DATA SECTION
__________________________________________________
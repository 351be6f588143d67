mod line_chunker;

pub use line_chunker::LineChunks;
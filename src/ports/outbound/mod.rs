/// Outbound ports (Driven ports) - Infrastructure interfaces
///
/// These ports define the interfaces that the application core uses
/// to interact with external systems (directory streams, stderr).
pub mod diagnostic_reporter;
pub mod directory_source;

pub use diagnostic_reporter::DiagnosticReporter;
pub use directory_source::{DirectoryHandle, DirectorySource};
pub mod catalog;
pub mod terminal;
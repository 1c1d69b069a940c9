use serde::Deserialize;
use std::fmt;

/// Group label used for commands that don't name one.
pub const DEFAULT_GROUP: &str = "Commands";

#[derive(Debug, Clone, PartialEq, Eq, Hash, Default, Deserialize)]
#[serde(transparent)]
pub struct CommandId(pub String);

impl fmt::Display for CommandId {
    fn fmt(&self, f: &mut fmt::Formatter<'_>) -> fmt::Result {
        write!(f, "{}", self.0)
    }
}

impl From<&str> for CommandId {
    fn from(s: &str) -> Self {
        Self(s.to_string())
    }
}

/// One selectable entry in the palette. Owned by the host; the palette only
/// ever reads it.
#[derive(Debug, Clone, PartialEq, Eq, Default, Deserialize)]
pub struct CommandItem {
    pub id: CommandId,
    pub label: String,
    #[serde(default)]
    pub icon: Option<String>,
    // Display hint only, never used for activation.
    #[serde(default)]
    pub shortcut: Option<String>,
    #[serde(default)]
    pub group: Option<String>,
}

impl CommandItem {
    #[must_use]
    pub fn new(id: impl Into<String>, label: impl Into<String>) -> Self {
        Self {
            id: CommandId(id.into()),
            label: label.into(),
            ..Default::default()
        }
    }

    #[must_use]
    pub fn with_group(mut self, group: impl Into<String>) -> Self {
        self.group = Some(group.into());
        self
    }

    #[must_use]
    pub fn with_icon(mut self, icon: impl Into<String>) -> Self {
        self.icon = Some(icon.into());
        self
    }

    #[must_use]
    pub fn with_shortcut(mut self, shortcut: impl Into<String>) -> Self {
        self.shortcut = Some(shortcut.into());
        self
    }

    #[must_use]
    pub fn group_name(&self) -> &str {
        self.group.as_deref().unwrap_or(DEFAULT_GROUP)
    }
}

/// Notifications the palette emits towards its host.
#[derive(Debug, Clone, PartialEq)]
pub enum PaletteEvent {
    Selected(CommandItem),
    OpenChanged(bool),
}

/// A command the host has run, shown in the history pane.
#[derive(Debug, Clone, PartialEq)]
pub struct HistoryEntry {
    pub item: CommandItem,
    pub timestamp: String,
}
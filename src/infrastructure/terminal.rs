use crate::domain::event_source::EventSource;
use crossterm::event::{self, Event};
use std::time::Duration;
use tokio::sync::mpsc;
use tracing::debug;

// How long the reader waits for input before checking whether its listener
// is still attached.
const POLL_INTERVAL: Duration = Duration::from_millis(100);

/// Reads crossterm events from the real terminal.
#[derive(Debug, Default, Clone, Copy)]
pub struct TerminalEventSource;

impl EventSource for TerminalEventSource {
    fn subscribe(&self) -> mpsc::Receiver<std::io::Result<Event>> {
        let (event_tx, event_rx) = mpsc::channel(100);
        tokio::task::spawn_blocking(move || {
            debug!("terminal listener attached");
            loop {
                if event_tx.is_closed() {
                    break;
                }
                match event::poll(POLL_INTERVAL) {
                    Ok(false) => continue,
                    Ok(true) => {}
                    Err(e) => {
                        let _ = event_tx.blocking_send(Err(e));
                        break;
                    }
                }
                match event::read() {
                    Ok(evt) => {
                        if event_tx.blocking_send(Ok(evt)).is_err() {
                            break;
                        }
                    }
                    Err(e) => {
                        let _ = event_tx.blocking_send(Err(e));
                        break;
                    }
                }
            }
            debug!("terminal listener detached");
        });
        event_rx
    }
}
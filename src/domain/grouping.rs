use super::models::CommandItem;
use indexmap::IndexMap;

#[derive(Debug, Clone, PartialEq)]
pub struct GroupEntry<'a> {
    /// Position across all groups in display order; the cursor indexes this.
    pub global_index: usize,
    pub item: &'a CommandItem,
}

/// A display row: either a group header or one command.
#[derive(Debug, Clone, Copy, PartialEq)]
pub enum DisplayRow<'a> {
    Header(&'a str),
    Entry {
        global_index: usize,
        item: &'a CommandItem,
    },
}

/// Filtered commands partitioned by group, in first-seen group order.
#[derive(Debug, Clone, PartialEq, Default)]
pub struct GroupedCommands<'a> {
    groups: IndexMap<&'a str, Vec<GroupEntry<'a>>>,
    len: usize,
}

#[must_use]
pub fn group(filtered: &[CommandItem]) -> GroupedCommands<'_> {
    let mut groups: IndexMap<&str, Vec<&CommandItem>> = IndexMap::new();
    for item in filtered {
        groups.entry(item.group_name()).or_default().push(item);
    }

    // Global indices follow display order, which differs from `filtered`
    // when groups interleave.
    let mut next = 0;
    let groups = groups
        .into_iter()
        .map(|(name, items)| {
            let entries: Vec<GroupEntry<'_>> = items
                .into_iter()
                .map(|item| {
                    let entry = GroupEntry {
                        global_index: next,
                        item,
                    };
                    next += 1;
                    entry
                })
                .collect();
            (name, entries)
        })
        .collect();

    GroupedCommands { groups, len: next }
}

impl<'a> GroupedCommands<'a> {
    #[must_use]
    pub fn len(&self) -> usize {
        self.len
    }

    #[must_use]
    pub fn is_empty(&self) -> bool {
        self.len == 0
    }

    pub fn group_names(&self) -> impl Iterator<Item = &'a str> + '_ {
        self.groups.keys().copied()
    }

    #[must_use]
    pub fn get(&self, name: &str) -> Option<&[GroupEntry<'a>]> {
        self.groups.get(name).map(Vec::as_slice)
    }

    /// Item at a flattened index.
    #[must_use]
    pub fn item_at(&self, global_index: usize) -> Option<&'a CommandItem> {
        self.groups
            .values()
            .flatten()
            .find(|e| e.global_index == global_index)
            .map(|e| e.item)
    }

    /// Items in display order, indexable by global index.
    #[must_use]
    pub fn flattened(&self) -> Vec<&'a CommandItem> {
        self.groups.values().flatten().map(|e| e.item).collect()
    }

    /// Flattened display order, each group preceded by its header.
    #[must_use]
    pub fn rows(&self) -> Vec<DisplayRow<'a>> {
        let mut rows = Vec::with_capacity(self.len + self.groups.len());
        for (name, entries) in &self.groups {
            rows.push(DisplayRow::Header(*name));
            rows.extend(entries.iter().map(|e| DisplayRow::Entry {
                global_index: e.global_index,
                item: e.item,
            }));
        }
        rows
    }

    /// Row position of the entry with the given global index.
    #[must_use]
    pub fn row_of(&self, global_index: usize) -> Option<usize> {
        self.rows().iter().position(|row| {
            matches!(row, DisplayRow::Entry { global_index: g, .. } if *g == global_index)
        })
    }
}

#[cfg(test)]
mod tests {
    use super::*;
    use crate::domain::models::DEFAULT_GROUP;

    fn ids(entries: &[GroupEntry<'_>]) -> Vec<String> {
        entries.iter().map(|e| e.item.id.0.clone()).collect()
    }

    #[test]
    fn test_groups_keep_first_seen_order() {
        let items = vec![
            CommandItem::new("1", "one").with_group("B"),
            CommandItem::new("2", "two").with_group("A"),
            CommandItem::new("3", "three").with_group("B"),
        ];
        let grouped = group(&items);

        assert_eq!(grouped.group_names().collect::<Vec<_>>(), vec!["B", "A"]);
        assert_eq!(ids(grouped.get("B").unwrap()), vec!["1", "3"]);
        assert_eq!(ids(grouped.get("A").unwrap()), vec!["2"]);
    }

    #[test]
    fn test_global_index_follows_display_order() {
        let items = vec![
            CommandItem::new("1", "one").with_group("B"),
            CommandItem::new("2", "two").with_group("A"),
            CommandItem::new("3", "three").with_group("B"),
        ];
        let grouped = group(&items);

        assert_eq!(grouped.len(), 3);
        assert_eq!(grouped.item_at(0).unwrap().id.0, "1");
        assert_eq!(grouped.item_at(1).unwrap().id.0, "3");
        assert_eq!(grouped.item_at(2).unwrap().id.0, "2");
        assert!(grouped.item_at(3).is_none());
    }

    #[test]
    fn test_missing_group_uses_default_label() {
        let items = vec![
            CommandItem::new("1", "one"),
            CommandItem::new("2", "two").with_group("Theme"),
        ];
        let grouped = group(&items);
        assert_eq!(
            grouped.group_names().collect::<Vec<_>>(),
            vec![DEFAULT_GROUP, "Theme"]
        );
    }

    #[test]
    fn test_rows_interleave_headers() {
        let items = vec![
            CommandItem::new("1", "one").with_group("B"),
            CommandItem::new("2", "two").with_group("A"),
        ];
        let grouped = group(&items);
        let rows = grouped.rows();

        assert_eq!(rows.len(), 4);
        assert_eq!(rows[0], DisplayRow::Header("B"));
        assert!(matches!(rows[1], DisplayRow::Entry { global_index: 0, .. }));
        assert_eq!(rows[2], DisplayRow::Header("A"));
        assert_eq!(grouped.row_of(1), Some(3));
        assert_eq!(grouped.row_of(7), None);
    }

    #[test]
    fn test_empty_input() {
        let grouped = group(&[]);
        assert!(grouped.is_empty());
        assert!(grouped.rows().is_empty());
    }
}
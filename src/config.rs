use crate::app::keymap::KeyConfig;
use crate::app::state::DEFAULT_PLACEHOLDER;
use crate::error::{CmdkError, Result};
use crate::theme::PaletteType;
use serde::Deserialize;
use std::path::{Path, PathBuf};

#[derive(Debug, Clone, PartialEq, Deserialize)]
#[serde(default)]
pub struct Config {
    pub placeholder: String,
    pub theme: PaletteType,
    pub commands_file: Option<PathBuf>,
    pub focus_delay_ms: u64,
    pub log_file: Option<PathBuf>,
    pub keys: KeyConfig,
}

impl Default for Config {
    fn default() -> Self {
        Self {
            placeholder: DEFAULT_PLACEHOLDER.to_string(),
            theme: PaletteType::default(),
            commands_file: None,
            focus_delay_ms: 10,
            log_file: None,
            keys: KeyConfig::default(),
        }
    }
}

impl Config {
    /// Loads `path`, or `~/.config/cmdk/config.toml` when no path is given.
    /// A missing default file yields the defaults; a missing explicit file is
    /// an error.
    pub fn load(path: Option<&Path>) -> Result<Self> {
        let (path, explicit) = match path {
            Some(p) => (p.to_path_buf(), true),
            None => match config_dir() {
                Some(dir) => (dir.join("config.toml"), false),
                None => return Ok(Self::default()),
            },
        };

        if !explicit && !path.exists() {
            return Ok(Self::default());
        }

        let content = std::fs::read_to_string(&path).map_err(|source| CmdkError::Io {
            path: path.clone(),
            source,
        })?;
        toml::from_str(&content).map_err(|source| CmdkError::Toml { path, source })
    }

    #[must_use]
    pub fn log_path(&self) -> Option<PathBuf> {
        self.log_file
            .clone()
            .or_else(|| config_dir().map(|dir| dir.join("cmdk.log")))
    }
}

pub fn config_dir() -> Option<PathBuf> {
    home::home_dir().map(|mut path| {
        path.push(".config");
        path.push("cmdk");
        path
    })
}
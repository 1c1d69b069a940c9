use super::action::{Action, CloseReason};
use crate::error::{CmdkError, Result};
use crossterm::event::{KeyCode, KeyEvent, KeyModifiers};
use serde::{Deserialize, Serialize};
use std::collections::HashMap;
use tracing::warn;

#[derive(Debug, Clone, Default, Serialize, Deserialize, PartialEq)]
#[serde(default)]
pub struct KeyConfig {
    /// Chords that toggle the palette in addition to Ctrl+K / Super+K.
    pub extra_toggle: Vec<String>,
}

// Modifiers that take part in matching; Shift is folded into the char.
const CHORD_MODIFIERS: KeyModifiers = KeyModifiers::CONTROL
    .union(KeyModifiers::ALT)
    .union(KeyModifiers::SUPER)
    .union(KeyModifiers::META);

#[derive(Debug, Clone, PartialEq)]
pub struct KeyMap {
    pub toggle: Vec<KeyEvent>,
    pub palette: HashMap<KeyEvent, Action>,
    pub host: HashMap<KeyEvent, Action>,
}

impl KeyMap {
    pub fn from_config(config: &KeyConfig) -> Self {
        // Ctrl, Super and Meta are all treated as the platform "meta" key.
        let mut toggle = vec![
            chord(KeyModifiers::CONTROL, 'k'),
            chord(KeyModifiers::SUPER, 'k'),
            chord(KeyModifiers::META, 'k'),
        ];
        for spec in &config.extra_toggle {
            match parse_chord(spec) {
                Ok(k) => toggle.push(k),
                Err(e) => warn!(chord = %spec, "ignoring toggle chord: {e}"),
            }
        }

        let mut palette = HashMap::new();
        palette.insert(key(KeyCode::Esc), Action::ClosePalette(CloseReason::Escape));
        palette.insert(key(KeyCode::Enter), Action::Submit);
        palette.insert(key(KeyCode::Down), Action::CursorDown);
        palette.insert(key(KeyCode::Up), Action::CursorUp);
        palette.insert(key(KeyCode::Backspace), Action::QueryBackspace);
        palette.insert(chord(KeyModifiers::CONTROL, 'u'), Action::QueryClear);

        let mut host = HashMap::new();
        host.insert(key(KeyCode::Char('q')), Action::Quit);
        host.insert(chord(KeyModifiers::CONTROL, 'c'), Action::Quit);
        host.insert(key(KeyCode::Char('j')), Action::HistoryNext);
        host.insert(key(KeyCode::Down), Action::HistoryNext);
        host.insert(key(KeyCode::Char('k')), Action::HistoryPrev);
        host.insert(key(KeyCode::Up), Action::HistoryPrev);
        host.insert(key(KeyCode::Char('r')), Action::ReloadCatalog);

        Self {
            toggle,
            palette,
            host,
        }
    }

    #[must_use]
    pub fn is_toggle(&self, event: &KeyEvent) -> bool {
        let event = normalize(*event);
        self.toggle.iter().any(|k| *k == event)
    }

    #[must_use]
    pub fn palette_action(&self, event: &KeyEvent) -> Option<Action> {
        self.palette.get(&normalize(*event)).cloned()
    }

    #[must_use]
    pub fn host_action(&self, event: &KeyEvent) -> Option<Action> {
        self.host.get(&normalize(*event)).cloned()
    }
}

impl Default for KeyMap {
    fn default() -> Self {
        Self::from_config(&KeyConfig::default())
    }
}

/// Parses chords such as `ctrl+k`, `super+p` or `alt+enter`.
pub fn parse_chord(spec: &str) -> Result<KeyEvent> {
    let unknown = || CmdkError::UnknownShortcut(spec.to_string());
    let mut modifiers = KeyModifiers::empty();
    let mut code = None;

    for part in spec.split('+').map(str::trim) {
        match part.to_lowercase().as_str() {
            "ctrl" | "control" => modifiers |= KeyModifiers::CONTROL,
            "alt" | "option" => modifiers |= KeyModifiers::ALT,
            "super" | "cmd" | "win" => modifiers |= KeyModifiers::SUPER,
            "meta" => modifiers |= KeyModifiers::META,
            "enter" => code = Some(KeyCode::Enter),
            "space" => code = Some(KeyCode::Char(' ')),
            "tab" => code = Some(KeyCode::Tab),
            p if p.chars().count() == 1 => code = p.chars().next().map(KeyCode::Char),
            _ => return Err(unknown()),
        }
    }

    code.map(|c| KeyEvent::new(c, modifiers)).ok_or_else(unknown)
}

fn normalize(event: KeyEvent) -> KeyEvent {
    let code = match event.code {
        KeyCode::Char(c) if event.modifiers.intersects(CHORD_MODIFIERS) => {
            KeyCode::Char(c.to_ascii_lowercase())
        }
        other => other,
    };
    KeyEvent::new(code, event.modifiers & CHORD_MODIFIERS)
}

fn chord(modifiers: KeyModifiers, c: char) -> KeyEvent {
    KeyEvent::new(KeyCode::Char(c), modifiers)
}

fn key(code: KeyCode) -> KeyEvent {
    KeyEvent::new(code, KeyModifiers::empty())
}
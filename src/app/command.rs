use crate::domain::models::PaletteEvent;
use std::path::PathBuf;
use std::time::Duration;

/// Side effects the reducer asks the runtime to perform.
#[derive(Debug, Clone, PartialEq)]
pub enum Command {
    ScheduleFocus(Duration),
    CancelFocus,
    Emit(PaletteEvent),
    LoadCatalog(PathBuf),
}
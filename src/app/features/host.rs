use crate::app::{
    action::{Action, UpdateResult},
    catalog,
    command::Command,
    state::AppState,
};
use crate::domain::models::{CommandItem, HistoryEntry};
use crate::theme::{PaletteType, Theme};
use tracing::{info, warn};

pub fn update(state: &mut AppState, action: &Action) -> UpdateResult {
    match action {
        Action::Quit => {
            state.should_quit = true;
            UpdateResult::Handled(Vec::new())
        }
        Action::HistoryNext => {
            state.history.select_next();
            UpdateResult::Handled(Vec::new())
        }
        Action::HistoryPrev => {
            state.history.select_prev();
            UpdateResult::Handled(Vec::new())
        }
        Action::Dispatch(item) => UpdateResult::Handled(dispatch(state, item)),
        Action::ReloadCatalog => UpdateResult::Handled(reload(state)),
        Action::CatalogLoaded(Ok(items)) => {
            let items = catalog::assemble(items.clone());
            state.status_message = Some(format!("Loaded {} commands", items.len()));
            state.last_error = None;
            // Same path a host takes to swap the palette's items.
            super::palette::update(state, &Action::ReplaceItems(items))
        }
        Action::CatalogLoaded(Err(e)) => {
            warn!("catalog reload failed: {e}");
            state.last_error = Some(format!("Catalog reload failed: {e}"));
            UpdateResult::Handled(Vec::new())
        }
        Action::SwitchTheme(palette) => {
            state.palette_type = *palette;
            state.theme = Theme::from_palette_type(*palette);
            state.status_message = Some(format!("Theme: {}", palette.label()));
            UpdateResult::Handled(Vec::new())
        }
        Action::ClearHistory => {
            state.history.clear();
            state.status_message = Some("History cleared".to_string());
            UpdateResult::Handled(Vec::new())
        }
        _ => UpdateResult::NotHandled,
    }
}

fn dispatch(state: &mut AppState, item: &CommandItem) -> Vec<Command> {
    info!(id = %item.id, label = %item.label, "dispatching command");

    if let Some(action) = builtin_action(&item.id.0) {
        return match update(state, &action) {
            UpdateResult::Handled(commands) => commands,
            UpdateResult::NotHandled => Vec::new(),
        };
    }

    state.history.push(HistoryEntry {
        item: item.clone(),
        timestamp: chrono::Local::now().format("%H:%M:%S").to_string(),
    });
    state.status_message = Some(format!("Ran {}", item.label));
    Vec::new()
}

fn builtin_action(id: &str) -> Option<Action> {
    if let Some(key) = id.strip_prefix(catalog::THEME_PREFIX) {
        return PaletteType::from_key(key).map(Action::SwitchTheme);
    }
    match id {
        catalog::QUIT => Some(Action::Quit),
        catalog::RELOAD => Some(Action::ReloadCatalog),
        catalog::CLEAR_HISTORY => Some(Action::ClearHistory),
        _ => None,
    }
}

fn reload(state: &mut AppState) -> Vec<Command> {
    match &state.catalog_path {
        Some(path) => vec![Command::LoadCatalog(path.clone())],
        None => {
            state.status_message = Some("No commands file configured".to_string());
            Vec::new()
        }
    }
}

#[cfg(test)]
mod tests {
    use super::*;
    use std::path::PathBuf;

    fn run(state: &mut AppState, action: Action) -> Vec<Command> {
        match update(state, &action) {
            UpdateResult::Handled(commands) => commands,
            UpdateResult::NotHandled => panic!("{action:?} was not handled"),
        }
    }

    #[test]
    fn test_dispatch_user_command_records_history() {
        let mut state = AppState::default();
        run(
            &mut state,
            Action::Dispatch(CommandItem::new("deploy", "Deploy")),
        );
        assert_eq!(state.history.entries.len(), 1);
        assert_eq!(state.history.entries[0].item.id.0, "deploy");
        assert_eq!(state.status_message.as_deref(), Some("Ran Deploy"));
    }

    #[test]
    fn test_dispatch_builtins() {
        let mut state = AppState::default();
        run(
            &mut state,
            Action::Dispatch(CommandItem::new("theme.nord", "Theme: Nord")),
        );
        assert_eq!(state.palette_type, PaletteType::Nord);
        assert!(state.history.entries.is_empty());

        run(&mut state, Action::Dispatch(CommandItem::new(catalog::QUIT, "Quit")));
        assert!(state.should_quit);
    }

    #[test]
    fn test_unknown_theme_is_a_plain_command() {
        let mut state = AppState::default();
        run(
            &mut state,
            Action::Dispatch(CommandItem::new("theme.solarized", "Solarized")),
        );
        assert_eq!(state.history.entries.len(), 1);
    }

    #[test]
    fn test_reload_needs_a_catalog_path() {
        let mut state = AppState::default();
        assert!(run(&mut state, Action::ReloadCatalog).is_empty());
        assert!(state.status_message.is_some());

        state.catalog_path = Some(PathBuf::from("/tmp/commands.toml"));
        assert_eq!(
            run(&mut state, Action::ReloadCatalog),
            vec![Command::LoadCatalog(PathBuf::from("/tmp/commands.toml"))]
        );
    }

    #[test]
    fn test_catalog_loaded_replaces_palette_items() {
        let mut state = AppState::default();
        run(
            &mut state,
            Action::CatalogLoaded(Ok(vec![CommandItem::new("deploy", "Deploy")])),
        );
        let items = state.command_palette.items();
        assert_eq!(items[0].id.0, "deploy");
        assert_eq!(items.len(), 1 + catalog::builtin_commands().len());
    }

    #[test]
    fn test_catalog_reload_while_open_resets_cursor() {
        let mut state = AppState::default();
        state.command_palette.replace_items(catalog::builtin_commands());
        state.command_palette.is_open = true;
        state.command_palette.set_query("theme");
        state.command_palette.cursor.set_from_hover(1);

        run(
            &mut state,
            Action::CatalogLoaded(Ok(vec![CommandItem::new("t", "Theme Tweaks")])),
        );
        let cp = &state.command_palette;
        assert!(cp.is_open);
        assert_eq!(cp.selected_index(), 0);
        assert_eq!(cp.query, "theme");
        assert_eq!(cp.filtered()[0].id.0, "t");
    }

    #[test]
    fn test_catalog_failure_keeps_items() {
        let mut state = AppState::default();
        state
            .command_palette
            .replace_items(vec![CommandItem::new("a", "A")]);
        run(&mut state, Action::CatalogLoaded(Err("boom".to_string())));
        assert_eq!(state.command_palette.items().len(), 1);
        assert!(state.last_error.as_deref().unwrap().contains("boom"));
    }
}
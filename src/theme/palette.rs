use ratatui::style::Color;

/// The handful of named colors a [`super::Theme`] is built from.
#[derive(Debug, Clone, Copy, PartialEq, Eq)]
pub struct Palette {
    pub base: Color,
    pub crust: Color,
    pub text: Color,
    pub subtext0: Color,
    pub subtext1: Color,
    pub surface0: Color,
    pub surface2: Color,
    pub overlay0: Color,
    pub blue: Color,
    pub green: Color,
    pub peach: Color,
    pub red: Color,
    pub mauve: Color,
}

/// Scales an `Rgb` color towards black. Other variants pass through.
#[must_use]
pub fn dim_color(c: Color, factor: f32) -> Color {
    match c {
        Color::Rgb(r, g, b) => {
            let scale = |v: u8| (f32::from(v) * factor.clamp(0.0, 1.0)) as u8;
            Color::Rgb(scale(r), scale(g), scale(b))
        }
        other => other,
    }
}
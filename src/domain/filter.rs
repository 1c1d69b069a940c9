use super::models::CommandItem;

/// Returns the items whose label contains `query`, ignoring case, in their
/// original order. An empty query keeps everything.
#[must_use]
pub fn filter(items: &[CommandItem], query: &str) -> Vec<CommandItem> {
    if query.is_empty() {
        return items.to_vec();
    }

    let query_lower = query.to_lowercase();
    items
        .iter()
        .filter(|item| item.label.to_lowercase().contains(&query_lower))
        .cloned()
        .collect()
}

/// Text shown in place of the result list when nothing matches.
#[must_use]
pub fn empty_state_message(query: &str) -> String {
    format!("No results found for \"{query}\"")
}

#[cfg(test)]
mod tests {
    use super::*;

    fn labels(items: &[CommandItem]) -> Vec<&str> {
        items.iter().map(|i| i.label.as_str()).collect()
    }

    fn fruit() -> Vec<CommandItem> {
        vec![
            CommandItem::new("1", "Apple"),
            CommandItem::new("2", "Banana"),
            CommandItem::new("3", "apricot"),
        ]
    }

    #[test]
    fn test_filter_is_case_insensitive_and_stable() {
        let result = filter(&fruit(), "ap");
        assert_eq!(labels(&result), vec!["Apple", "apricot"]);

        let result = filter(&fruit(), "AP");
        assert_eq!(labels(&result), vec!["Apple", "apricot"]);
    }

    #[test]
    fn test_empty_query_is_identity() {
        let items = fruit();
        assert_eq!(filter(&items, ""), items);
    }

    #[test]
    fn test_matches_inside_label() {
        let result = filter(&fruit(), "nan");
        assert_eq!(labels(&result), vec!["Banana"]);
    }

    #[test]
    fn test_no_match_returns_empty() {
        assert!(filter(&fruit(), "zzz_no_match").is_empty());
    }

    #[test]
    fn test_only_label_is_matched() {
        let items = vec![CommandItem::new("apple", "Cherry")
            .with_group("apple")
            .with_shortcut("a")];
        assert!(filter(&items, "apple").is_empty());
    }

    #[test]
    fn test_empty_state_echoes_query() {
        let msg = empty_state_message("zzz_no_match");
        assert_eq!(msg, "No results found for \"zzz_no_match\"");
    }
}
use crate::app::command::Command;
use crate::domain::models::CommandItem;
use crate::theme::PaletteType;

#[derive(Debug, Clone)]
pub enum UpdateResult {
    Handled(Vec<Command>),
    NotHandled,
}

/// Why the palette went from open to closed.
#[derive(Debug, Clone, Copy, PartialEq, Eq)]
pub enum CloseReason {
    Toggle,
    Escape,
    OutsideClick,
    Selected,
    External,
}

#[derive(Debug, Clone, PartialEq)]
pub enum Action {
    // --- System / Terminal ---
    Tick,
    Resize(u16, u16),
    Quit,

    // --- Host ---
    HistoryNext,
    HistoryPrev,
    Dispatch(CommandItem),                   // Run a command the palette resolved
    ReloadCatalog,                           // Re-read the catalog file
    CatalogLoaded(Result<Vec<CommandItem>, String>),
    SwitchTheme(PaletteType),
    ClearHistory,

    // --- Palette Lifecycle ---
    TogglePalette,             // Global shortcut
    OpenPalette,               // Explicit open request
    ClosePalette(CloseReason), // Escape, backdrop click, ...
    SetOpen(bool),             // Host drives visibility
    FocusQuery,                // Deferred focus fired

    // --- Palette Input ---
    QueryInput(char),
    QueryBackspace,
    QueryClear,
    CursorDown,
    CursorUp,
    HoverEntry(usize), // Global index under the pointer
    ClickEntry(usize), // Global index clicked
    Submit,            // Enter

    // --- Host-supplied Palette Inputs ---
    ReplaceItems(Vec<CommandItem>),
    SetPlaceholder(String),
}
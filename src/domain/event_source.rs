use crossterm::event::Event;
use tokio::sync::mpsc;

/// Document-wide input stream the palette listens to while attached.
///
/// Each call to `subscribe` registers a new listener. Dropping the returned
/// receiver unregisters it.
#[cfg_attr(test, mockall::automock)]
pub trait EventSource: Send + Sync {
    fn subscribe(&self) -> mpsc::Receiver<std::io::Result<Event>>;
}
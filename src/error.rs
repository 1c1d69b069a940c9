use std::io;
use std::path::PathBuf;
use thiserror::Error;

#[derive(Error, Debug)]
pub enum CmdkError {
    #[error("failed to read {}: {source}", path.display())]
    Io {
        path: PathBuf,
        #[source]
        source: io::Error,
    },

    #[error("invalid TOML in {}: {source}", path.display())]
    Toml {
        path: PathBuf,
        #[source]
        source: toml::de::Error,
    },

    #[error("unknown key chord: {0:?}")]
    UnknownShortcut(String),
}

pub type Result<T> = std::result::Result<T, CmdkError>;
__________________________________________________
WHAT TO WORK ON
Take the listing above from its first line through the line containing "pub const DEFAULT_GROUP: &str", and transcribe that stretch exactly, with no other lines.

RESPONSE
repository 351be6f588143d67
mod line_chunker;

pub use line_chunker::LineChunks;
filename src/ports/outbound/mod.rs
/// Outbound ports (Driven ports) - Infrastructure interfaces
///
/// These ports define the interfaces that the application core uses
/// to interact with external systems (directory streams, stderr).
pub mod diagnostic_reporter;
pub mod directory_source;

pub use diagnostic_reporter::DiagnosticReporter;
pub use directory_source::{DirectoryHandle, DirectorySource};
pub mod catalog;
pub mod terminal;
repository 1c1d69b069a940c9
use serde::Deserialize;
use std::fmt;

/// Group label used for commands that don't name one.
pub const DEFAULT_GROUP: &str = "Commands";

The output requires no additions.